Now Ron Paul is going it largely alone, earning scant regard from the self-smitten monoculture Republican candidates he routinely out-thinks in the debates. As the Baptist Reverend Huckabee and the Mormon Romney preach rote antiterrorism sermons, Dr. Paul, claiming no direct line to a deity, impiously states that the jihadists “attack us because we’ve been over there. We’ve been bombing Iraq for 10 years. I’m suggesting that we listen to the people who attacked us and the reason they did it.” His foreign policy views call on the United States to “mind its own business and stay out of the internal affairs of other nations” and return to being a country not an empire.

For putting dialogue before demonizing, and topping it off with noninterventionism, Dr.

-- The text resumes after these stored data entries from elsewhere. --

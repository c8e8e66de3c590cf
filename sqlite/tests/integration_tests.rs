//! Integration tests for the citydb-sqlite crate.

use std::fs;
use std::path::Path;

use citydb_core::{ColumnDefinition, TableDefinition, countries_table};
use citydb_sqlite::{DatabaseHandle, SqliteError, create_database, create_database_with};
use rusqlite::{Connection, params};

fn index_names(conn: &Connection, table: &str) -> Vec<String> {
    let mut stmt = conn
        .prepare(
            "SELECT name FROM sqlite_master \
             WHERE type = 'index' AND tbl_name = ?1 AND name NOT LIKE 'sqlite_%' \
             ORDER BY name",
        )
        .unwrap();
    stmt.query_map([table], |row| row.get(0))
        .unwrap()
        .collect::<rusqlite::Result<Vec<String>>>()
        .unwrap()
}

fn primary_key_columns(conn: &Connection, table: &str) -> Vec<String> {
    let mut stmt = conn
        .prepare(&format!("PRAGMA table_info({table})"))
        .unwrap();
    let mut columns: Vec<(i64, String)> = stmt
        .query_map([], |row| Ok((row.get::<_, i64>(5)?, row.get::<_, String>(1)?)))
        .unwrap()
        .collect::<rusqlite::Result<Vec<_>>>()
        .unwrap()
        .into_iter()
        .filter(|(pk, _)| *pk > 0)
        .collect();
    columns.sort();
    columns.into_iter().map(|(_, name)| name).collect()
}

fn table_count(path: &Path) -> i64 {
    let conn = Connection::open(path).unwrap();
    conn.query_row(
        "SELECT COUNT(*) FROM sqlite_master WHERE type = 'table'",
        [],
        |row| row.get(0),
    )
    .unwrap()
}

#[test]
fn test_existing_file_is_rejected_and_untouched() {
    let dir = tempfile::tempdir().unwrap();
    let path = dir.path().join("existing.db");
    fs::write(&path, b"not a database").unwrap();

    let err = create_database(&path).unwrap_err();
    assert!(matches!(err, SqliteError::AlreadyExists(ref p) if p == &path));
    assert_eq!(fs::read(&path).unwrap(), b"not a database");
}

#[test]
fn test_existing_empty_file_is_rejected() {
    let dir = tempfile::tempdir().unwrap();
    let path = dir.path().join("empty.db");
    fs::write(&path, b"").unwrap();

    assert!(matches!(
        create_database(&path),
        Err(SqliteError::AlreadyExists(_))
    ));
    assert_eq!(fs::metadata(&path).unwrap().len(), 0);
}

#[test]
fn test_creates_exactly_three_tables() {
    let dir = tempfile::tempdir().unwrap();
    let path = dir.path().join("new.db");

    let handle = create_database(&path).unwrap();
    assert!(path.exists());
    assert_eq!(handle.path(), path.as_path());
    assert_eq!(
        handle.table_names().unwrap(),
        vec!["cities", "cities_labels", "countries"]
    );
    handle.close().unwrap();

    assert_eq!(table_count(&path), 3);
}

#[test]
fn test_keys_and_indexes() {
    let dir = tempfile::tempdir().unwrap();
    let handle = create_database(dir.path().join("new.db")).unwrap();
    let conn = handle.connection();

    assert_eq!(primary_key_columns(conn, "countries"), vec!["id"]);
    assert_eq!(primary_key_columns(conn, "cities"), vec!["id"]);
    assert_eq!(primary_key_columns(conn, "cities_labels"), vec!["city", "lang"]);

    assert_eq!(index_names(conn, "countries"), vec!["idx_countries_iso"]);
    assert_eq!(
        index_names(conn, "cities"),
        vec!["idx_cities_country", "idx_cities_population"]
    );
    assert_eq!(index_names(conn, "cities_labels"), vec!["idx_cities_labels_label"]);
}

#[test]
fn test_tables_start_empty() {
    let dir = tempfile::tempdir().unwrap();
    let handle = create_database(dir.path().join("new.db")).unwrap();
    let status = handle.status().unwrap();
    assert!(status.tables_exist);
    assert_eq!(status.country_count, 0);
    assert_eq!(status.city_count, 0);
    assert_eq!(status.label_count, 0);
}

#[test]
fn test_duplicate_country_id_rejected() {
    let dir = tempfile::tempdir().unwrap();
    let handle = create_database(dir.path().join("new.db")).unwrap();
    let conn = handle.connection();

    conn.execute(
        "INSERT INTO countries (id, iso) VALUES (?1, ?2)",
        params!["Q142", "fr"],
    )
    .unwrap();
    assert!(
        conn.execute(
            "INSERT INTO countries (id, iso) VALUES (?1, ?2)",
            params!["Q142", "be"],
        )
        .is_err()
    );
}

#[test]
fn test_iso_is_not_unique() {
    let dir = tempfile::tempdir().unwrap();
    let handle = create_database(dir.path().join("new.db")).unwrap();
    let conn = handle.connection();

    conn.execute("INSERT INTO countries (id, iso) VALUES ('Q1', 'xx')", [])
        .unwrap();
    conn.execute("INSERT INTO countries (id, iso) VALUES ('Q2', 'xx')", [])
        .unwrap();
    assert_eq!(handle.status().unwrap().country_count, 2);
}

#[test]
fn test_labels_composite_primary_key() {
    let dir = tempfile::tempdir().unwrap();
    let handle = create_database(dir.path().join("new.db")).unwrap();
    let conn = handle.connection();
    let insert = "INSERT INTO cities_labels (city, lang, label) VALUES (?1, ?2, ?3)";

    conn.execute(insert, params!["C1", "en", "Paris"]).unwrap();
    conn.execute(insert, params!["C1", "fr", "Paris-fr"]).unwrap();
    assert!(
        conn.execute(insert, params!["C1", "en", "anything-else"])
            .is_err()
    );

    let label: String = conn
        .query_row(
            "SELECT label FROM cities_labels WHERE city = 'C1' AND lang = 'en'",
            [],
            |row| row.get(0),
        )
        .unwrap();
    assert_eq!(label, "Paris");
}

#[test]
fn test_no_foreign_key_enforcement() {
    let dir = tempfile::tempdir().unwrap();
    let handle = create_database(dir.path().join("new.db")).unwrap();
    let conn = handle.connection();
    conn.execute_batch("PRAGMA foreign_keys = ON;").unwrap();

    conn.execute(
        "INSERT INTO cities (id, country, population) VALUES ('Q90', 'Q-missing', 2100000)",
        [],
    )
    .unwrap();
    conn.execute(
        "INSERT INTO cities_labels (city, lang, label) VALUES ('Q-missing', 'en', 'Nowhere')",
        [],
    )
    .unwrap();
}

#[test]
fn test_handle_round_trips_a_row_per_table() {
    let dir = tempfile::tempdir().unwrap();
    let mut handle = create_database(dir.path().join("new.db")).unwrap();

    let tx = handle.connection_mut().transaction().unwrap();
    tx.execute("INSERT INTO countries (id, iso) VALUES ('Q142', 'fr')", [])
        .unwrap();
    tx.execute(
        "INSERT INTO cities (id, country, population) VALUES ('Q90', 'Q142', 2145906)",
        [],
    )
    .unwrap();
    tx.execute(
        "INSERT INTO cities_labels (city, lang, label) VALUES ('Q90', 'de', 'Paris')",
        [],
    )
    .unwrap();
    tx.commit().unwrap();

    let conn = handle.connection();
    let iso: String = conn
        .query_row("SELECT iso FROM countries WHERE id = 'Q142'", [], |row| {
            row.get(0)
        })
        .unwrap();
    assert_eq!(iso, "fr");

    let (country, population): (String, i64) = conn
        .query_row(
            "SELECT country, population FROM cities WHERE id = 'Q90'",
            [],
            |row| Ok((row.get(0)?, row.get(1)?)),
        )
        .unwrap();
    assert_eq!(country, "Q142");
    assert_eq!(population, 2_145_906);

    let label: String = conn
        .query_row(
            "SELECT label FROM cities_labels WHERE city = 'Q90' AND lang = 'de'",
            [],
            |row| row.get(0),
        )
        .unwrap();
    assert_eq!(label, "Paris");

    let status = handle.status().unwrap();
    assert_eq!(
        (status.country_count, status.city_count, status.label_count),
        (1, 1, 1)
    );
}

#[test]
fn test_second_create_fails_and_keeps_first_database() {
    let dir = tempfile::tempdir().unwrap();
    let path = dir.path().join("new.db");

    let handle = create_database(&path).unwrap();
    handle
        .connection()
        .execute("INSERT INTO countries (id, iso) VALUES ('Q142', 'fr')", [])
        .unwrap();

    assert!(matches!(
        create_database(&path),
        Err(SqliteError::AlreadyExists(_))
    ));

    // The first handle is still usable and its data is intact.
    assert_eq!(handle.status().unwrap().country_count, 1);
    drop(handle);

    let reopened = DatabaseHandle::open(&path).unwrap();
    let status = reopened.status().unwrap();
    assert!(status.tables_exist);
    assert_eq!(status.country_count, 1);
    assert_eq!(reopened.table_names().unwrap().len(), 3);
}

#[test]
fn test_failed_schema_creation_removes_file() {
    let dir = tempfile::tempdir().unwrap();
    let path = dir.path().join("partial.db");

    // Names starting with `sqlite_` are reserved, so the second table fails
    // after the first one has been created inside the transaction.
    let reserved = TableDefinition::new("sqlite_reserved")
        .with_column(ColumnDefinition::text("id"))
        .with_primary_key(&["id"]);
    let err = create_database_with(&path, &[countries_table(), reserved]).unwrap_err();

    assert!(matches!(err, SqliteError::DatabaseError(_)));
    assert!(!path.exists());

    // The path is free again.
    create_database(&path).unwrap();
}

#[test]
fn test_invalid_layout_creates_nothing() {
    let dir = tempfile::tempdir().unwrap();
    let path = dir.path().join("never.db");

    let err = create_database_with(&path, &[]).unwrap_err();
    assert!(matches!(err, SqliteError::InvalidLayout(_)));
    assert!(!path.exists());
}

#[test]
fn test_custom_layout() {
    let dir = tempfile::tempdir().unwrap();
    let layout = vec![
        TableDefinition::new("regions")
            .with_column(ColumnDefinition::text("id"))
            .with_column(ColumnDefinition::text("name").not_null())
            .with_primary_key(&["id"])
            .with_index(&["name"]),
    ];

    let handle = create_database_with(dir.path().join("custom.db"), &layout).unwrap();
    assert_eq!(handle.table_names().unwrap(), vec!["regions"]);
    assert!(!handle.status().unwrap().tables_exist);
    assert!(
        handle
            .connection()
            .execute("INSERT INTO regions (id, name) VALUES ('R1', NULL)", [])
            .is_err()
    );
}

#[test]
fn test_missing_parent_directory_is_io_error() {
    let dir = tempfile::tempdir().unwrap();
    let path = dir.path().join("no").join("such").join("dir.db");

    assert!(matches!(create_database(&path), Err(SqliteError::Io(_))));
    assert!(!path.exists());
}

#[test]
fn test_concurrent_creates_have_one_winner() {
    let dir = tempfile::tempdir().unwrap();
    let path = dir.path().join("race.db");

    let results: Vec<bool> = std::thread::scope(|scope| {
        let workers: Vec<_> = (0..8)
            .map(|_| scope.spawn(|| create_database(&path).is_ok()))
            .collect();
        workers.into_iter().map(|w| w.join().unwrap()).collect()
    });

    assert_eq!(results.iter().filter(|ok| **ok).count(), 1);
    assert_eq!(table_count(&path), 3);
}

#[test]
fn test_open_existing_database() {
    let dir = tempfile::tempdir().unwrap();
    let path = dir.path().join("new.db");
    create_database(&path).unwrap().close().unwrap();

    let handle = DatabaseHandle::open(&path).unwrap();
    assert!(handle.status().unwrap().tables_exist);
    let conn = handle.into_connection();
    conn.execute("INSERT INTO cities (id) VALUES ('Q64')", [])
        .unwrap();
}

Paul is routinely mocked by Rudolph Giuliani, Mr. 9/11, and scorned by John McCain, Mr. Sanctimony.

Days before the most recent debate, Jan. 10 in South Carolina, The New Republic recycled a long-dormant story defaming Mr. Paul as a bigot. Screeds titled the “Ron Paul Newsletter” from the 1980s and ’90s contained rants against gays, blacks and Jews. In an eight-minute CNN interview hours before the debate, Mr. Paul denounced and repudiated the documents, saying he paid no attention to them at the time and adding, credibly, that he did not write the newsletters or know who did.

While it can be argued that Dr. Paul should have been more diligent in condemning the newsletter rants, as he now rightly acknowledges, it’s true also that he can’t control the slews of crackpots, from Civil War revisionists and UFO sighters to white supremacists and assorted full-moon ravers, who drool at his libertarianism and sign on. Dr. Paul states, and I believe him, that no record exists of his ever uttering either the words or the sentiments found in the befouled newsletters. It is important that voters in his district believe him too. Otherwise they would never keep reelecting him.

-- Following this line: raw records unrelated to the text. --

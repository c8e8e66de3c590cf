//! Caller-owned handle to a city database.

use std::path::{Path, PathBuf};

use citydb_core::{CITIES_LABELS_TABLE, CITIES_TABLE, COUNTRIES_TABLE};
use rusqlite::{Connection, OpenFlags};
use tracing::debug;

use crate::error::{Result, SqliteError};

/// An open connection to a city database together with its path.
///
/// Returned by [`create_database`](crate::create_database). The caller owns
/// the connection: dropping the handle closes it, [`close`](Self::close)
/// does so explicitly and reports errors.
#[derive(Debug)]
pub struct DatabaseHandle {
    conn: Connection,
    path: PathBuf,
}

impl DatabaseHandle {
    pub(crate) fn new(conn: Connection, path: PathBuf) -> Self {
        Self { conn, path }
    }

    /// Opens an existing database for reading and writing.
    ///
    /// Never creates a file.
    ///
    /// # Errors
    ///
    /// Returns [`SqliteError::NotFound`] if nothing exists at `path`, or
    /// [`SqliteError::DatabaseError`] if SQLite cannot open it.
    pub fn open(path: impl AsRef<Path>) -> Result<Self> {
        let path = path.as_ref();
        if !path.exists() {
            return Err(SqliteError::NotFound(path.to_path_buf()));
        }
        let conn = Connection::open_with_flags(
            path,
            OpenFlags::SQLITE_OPEN_READ_WRITE | OpenFlags::SQLITE_OPEN_NO_MUTEX,
        )?;
        debug!(path = %path.display(), "opened database");
        Ok(Self::new(conn, path.to_path_buf()))
    }

    /// Path of the database file.
    pub fn path(&self) -> &Path {
        &self.path
    }

    /// Returns a reference to the underlying connection.
    pub fn connection(&self) -> &Connection {
        &self.conn
    }

    /// Returns a mutable reference to the underlying connection, e.g. to
    /// start a transaction.
    pub fn connection_mut(&mut self) -> &mut Connection {
        &mut self.conn
    }

    /// Consumes the handle and returns the underlying connection.
    pub fn into_connection(self) -> Connection {
        self.conn
    }

    /// Names of all user tables, sorted.
    pub fn table_names(&self) -> Result<Vec<String>> {
        let mut stmt = self.conn.prepare(
            "SELECT name FROM sqlite_master \
             WHERE type = 'table' AND name NOT LIKE 'sqlite_%' \
             ORDER BY name",
        )?;
        let names = stmt
            .query_map([], |row| row.get(0))?
            .collect::<rusqlite::Result<Vec<String>>>()?;
        Ok(names)
    }

    /// Returns whether the city tables exist and how many rows they hold.
    pub fn status(&self) -> Result<SchemaStatus> {
        let names = self.table_names()?;
        let tables_exist = [COUNTRIES_TABLE, CITIES_TABLE, CITIES_LABELS_TABLE]
            .iter()
            .all(|table| names.iter().any(|name| name == table));

        if !tables_exist {
            return Ok(SchemaStatus::default());
        }

        Ok(SchemaStatus {
            tables_exist,
            country_count: self.count_rows(COUNTRIES_TABLE)?,
            city_count: self.count_rows(CITIES_TABLE)?,
            label_count: self.count_rows(CITIES_LABELS_TABLE)?,
        })
    }

    /// Closes the connection, surfacing any error SQLite reports.
    pub fn close(self) -> Result<()> {
        let path = self.path;
        self.conn
            .close()
            .map_err(|(_, err)| SqliteError::DatabaseError(err))?;
        debug!(path = %path.display(), "closed database");
        Ok(())
    }

    fn count_rows(&self, table: &str) -> Result<usize> {
        let count: i64 = self
            .conn
            .query_row(&format!("SELECT COUNT(*) FROM {table}"), [], |row| row.get(0))?;
        Ok(count as usize)
    }
}

/// Snapshot of a city database, returned by [`DatabaseHandle::status`].
#[derive(Debug, Clone, Default, PartialEq, Eq)]
pub struct SchemaStatus {
    /// Whether all three city tables exist.
    pub tables_exist: bool,
    /// Number of rows in `countries`.
    pub country_count: usize,
    /// Number of rows in `cities`.
    pub city_count: usize,
    /// Number of rows in `cities_labels`.
    pub label_count: usize,
}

The New Republic story -- old hat and long discredited in southeast Texas but new to the country at large -- has no legs. FOX News, which staged the South Carolina debate, never bothered to ask Paul about it.

One of my favorite stories about the congressman is his vote against awarding a congressional medal in honor of Rosa Parks. As eyebrows rose -- what, you don’t like the sainted troublemaker? -- Mr. Paul explained that he was all for the medal. But instead of using tax money to pay for it, he proposed that members of Congress kick in $100 of their personal money, as he would be the first to do. He had no takers.

Campaigning on, Mr. Paul tells audiences that he has trouble figuring out how to spend all the money he gets. I’ve an idea: Put aside a few grand to strike a medal in honor of his candidacy. Call it the Ron Paul Medal of Mettle.

Colman McCarthy teaches peace studies at four universities and three high schools in the Washington area.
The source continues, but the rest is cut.